Nothing belongs in the answer except the lines of the material that include "bytes".

Supplied data:
◆ ◆ ◆ ◆ ◆

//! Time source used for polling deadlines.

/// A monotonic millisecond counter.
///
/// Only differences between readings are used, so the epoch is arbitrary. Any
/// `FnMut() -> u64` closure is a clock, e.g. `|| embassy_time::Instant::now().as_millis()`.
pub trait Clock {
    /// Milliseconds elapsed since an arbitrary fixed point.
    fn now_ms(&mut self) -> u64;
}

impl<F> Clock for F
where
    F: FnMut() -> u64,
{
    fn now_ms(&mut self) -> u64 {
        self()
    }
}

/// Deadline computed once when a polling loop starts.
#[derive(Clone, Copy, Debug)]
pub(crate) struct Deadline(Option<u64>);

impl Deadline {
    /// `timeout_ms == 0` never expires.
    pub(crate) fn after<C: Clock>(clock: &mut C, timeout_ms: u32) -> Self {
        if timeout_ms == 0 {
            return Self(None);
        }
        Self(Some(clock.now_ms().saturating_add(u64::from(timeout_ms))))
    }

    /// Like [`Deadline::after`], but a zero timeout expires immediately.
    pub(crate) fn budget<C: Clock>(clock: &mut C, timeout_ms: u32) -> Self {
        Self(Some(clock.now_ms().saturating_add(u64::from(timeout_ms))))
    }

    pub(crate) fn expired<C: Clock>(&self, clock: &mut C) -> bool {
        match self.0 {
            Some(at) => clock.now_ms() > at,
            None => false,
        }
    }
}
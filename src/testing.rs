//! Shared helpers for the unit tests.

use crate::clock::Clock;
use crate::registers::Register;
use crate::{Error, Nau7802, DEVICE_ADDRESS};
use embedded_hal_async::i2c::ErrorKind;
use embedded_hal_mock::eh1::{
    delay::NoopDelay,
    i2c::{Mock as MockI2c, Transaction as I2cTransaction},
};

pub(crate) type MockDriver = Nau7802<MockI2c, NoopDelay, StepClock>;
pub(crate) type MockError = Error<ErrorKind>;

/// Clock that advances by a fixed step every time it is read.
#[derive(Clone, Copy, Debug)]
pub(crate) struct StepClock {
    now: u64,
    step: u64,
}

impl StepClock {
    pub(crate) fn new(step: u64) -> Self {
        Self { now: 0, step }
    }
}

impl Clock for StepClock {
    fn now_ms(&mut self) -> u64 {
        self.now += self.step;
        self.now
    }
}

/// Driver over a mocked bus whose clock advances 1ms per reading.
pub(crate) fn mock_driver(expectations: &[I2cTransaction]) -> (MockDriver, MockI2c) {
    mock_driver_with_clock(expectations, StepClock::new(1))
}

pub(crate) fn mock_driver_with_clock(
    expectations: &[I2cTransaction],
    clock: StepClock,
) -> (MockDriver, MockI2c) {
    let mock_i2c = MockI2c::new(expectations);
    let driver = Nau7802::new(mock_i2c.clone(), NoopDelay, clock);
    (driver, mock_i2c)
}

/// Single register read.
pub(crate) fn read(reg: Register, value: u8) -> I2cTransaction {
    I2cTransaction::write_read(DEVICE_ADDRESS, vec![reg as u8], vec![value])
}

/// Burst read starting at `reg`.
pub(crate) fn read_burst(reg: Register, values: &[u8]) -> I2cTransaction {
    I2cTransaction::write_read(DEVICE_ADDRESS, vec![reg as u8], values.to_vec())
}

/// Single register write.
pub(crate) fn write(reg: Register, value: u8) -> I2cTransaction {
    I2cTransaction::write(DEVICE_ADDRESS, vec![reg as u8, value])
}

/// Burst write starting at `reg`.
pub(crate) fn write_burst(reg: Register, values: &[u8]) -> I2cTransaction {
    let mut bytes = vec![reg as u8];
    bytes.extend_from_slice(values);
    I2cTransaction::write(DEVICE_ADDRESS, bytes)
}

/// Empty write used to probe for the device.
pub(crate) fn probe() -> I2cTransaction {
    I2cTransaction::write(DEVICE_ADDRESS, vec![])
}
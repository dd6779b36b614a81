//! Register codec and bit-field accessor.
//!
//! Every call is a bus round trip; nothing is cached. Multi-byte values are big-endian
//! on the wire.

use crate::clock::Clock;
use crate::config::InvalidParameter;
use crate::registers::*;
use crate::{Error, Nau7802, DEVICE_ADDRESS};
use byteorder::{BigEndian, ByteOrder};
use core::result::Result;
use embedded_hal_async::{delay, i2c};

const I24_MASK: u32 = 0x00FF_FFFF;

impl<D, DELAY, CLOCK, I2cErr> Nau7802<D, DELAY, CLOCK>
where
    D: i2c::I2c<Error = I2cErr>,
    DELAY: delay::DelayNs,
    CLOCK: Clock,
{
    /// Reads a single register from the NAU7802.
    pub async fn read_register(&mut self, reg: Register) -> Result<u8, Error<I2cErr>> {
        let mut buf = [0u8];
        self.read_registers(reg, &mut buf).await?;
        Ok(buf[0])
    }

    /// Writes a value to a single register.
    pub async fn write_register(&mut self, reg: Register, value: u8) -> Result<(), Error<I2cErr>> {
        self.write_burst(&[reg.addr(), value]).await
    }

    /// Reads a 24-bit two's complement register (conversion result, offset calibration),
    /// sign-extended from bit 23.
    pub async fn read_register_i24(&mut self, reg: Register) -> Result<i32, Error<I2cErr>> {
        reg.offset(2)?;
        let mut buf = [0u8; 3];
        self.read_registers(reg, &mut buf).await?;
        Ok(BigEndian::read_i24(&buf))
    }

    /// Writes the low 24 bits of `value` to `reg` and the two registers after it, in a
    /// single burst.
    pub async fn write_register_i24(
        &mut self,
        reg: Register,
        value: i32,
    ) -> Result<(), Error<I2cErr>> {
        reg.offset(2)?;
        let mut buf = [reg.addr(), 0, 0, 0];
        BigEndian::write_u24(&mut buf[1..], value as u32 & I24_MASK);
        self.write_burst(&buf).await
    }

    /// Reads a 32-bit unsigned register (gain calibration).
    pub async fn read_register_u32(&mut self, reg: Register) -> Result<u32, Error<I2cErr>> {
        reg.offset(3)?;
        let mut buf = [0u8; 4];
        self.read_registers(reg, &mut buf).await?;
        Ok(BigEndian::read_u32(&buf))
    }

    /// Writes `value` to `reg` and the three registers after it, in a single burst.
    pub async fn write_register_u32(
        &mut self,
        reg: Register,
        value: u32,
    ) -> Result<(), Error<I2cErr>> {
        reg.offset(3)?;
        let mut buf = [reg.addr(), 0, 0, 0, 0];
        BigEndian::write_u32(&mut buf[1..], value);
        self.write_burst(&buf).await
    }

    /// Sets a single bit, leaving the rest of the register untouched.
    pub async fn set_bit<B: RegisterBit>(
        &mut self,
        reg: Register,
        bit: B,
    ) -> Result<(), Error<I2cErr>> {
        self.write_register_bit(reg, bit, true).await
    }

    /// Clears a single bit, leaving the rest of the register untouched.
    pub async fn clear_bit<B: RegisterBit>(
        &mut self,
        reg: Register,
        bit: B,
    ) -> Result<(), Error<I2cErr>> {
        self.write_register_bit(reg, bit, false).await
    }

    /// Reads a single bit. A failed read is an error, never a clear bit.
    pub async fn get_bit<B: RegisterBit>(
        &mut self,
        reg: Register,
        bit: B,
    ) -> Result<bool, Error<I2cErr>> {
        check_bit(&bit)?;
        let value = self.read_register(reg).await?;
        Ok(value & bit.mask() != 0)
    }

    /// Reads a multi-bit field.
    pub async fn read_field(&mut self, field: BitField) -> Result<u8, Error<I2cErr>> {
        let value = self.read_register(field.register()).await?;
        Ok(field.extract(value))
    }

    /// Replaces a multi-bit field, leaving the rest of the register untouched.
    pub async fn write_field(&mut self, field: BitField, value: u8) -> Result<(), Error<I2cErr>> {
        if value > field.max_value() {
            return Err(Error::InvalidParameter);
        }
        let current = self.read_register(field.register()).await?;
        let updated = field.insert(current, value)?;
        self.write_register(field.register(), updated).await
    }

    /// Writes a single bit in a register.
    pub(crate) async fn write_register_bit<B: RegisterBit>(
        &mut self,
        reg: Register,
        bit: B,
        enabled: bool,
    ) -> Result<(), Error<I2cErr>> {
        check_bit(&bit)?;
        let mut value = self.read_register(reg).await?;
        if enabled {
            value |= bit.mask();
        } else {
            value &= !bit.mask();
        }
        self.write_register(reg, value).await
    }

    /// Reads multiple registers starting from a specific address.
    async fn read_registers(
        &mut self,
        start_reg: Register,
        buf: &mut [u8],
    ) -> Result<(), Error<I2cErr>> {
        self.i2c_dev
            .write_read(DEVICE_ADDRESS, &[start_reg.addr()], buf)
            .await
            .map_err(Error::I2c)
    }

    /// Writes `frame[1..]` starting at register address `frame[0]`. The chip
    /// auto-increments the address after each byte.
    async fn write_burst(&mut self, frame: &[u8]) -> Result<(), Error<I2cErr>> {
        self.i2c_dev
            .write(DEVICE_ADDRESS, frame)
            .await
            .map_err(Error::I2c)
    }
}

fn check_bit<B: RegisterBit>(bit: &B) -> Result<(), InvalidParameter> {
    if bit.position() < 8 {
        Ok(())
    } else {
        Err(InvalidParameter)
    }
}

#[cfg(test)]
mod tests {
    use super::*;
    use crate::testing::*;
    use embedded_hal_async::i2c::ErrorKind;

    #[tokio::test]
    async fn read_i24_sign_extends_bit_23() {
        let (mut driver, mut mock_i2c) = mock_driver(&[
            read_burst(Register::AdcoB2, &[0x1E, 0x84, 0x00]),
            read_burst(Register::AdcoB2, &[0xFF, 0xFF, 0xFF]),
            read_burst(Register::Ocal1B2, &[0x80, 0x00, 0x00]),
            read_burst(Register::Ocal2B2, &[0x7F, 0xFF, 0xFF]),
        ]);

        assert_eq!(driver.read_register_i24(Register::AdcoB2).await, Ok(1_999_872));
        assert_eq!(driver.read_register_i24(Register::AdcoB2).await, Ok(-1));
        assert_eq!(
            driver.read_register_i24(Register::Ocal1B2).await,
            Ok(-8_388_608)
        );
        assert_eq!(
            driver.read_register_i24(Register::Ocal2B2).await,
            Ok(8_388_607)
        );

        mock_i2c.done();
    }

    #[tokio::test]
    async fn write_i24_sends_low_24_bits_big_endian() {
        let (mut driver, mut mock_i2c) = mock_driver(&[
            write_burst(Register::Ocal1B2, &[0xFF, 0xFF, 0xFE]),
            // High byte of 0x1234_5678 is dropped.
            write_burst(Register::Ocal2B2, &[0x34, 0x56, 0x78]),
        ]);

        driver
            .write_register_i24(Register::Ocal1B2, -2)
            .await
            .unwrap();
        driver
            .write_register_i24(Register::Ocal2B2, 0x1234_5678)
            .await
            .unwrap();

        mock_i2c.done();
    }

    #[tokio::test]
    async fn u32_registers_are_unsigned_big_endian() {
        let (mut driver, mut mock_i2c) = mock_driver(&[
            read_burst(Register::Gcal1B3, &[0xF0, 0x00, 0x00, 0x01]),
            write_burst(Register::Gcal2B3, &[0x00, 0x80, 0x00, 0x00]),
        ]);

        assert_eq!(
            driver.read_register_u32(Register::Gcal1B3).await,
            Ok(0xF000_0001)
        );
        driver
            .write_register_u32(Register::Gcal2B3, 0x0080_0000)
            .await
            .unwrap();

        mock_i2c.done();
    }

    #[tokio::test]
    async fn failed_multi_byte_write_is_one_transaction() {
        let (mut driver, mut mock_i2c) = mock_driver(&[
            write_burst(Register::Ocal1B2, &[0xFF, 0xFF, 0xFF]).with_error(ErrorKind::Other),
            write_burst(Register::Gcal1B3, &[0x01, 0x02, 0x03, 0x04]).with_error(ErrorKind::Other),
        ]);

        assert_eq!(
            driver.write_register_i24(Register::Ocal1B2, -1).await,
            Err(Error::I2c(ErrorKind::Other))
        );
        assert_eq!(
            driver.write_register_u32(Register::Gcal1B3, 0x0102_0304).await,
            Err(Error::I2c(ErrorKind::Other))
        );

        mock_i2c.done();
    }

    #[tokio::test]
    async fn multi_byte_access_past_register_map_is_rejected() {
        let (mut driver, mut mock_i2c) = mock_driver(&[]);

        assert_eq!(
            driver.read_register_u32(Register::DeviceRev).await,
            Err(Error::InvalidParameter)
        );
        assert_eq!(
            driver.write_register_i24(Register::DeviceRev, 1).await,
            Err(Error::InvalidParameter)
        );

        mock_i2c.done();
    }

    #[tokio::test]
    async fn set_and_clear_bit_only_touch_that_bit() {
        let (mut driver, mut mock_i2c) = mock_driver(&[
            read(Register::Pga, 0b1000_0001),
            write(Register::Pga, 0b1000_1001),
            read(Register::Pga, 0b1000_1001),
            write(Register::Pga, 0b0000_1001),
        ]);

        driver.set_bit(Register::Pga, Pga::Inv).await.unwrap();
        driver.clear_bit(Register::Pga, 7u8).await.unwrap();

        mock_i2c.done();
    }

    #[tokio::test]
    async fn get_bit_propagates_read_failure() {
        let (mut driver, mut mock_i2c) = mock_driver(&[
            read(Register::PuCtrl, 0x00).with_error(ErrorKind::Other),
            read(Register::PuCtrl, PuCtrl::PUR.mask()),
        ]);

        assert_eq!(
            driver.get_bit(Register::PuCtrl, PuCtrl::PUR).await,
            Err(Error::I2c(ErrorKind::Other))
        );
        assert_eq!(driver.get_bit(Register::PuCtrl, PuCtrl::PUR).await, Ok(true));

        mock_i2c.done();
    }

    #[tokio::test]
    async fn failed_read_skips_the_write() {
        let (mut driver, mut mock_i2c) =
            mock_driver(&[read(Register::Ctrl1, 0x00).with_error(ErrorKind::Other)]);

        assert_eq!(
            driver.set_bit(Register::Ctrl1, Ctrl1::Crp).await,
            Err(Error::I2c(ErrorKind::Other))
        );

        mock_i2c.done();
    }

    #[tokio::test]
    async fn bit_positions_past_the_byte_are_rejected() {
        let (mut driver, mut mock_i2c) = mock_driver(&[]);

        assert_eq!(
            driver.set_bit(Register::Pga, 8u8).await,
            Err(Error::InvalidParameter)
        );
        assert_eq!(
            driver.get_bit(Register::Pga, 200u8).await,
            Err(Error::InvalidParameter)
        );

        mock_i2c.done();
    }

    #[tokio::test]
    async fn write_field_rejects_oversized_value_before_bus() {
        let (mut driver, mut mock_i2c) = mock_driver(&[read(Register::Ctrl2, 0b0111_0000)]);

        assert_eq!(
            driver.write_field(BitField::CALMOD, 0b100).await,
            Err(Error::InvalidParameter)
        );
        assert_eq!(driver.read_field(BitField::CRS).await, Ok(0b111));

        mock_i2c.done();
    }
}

◆ ◆ ◆ ◆ ◆

Answer below:
    let mut bytes = vec![reg as u8];
    bytes.extend_from_slice(values);
    I2cTransaction::write(DEVICE_ADDRESS, bytes)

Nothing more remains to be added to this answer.